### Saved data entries
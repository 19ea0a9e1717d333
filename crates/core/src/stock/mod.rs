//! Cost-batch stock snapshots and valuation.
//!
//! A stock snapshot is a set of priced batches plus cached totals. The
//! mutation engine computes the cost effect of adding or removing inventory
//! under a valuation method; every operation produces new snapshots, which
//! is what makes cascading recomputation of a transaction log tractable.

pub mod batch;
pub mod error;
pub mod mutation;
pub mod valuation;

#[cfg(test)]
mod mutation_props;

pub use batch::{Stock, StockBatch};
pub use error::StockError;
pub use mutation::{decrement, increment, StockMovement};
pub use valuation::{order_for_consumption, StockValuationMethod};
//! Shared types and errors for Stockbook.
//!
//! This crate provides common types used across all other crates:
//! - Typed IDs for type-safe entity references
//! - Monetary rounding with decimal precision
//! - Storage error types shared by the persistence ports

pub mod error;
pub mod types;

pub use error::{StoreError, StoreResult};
--
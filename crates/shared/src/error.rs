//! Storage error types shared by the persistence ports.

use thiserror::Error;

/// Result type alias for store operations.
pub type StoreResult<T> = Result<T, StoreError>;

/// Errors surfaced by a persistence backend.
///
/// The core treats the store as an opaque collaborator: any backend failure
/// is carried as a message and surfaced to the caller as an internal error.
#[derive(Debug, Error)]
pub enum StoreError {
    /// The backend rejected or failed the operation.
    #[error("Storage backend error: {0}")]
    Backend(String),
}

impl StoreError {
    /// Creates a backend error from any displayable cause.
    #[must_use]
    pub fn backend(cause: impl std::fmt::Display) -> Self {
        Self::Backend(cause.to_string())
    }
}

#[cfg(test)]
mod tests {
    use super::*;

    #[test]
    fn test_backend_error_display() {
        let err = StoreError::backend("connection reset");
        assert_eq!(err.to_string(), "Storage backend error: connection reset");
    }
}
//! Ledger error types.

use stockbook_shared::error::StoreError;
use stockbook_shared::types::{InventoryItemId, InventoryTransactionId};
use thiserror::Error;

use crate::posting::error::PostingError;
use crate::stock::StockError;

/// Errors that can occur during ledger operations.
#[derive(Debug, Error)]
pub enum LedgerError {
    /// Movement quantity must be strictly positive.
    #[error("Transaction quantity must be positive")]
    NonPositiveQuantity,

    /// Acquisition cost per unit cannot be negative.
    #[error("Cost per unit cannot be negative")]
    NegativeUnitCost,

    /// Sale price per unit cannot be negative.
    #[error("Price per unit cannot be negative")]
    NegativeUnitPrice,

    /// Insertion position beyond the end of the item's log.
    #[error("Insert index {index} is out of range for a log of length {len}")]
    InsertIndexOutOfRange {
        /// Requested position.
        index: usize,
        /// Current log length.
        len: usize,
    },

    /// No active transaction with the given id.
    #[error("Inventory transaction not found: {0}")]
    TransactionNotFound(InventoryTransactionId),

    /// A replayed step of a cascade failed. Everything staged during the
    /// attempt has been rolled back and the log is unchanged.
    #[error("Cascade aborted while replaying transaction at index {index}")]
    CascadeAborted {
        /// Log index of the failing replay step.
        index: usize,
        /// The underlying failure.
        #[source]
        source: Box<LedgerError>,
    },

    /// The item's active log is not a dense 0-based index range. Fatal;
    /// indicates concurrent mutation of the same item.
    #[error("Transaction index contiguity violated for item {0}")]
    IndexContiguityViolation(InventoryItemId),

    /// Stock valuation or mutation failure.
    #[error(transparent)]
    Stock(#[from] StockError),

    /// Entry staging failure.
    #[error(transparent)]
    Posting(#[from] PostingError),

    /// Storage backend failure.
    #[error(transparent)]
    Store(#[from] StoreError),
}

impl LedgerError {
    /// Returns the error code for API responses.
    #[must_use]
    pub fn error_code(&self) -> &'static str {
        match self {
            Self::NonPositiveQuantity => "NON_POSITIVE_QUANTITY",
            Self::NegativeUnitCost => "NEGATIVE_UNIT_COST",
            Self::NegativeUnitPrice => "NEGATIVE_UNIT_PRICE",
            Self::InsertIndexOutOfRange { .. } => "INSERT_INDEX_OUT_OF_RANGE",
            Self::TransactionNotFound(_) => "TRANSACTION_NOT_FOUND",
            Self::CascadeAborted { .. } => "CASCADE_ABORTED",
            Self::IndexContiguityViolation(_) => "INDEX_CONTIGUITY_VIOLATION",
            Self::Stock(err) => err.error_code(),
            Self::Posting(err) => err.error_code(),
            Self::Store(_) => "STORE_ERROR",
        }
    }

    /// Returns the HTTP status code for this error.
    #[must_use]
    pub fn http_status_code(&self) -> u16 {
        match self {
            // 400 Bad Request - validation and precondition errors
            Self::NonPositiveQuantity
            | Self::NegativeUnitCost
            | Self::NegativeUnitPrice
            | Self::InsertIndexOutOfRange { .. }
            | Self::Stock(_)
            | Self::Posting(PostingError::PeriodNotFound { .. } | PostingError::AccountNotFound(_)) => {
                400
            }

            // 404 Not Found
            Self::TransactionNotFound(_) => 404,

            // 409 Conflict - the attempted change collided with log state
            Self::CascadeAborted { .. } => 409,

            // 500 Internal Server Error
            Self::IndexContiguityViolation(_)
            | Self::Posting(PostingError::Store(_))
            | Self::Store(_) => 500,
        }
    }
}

### PROBLEM STATEMENT
The reply should consist solely of the lines above from the one that has "repository 19ea0a9e1717d333" through the one that has "transaction log tractable.", reproduced exactly.

### RESPONSE
repository 19ea0a9e1717d333
filename crates/core/src/stock/mod.rs
//! Cost-batch stock snapshots and valuation.
//!
//! A stock snapshot is a set of priced batches plus cached totals. The
//! mutation engine computes the cost effect of adding or removing inventory
//! under a valuation method; every operation produces new snapshots, which
//! is what makes cascading recomputation of a transaction log tractable.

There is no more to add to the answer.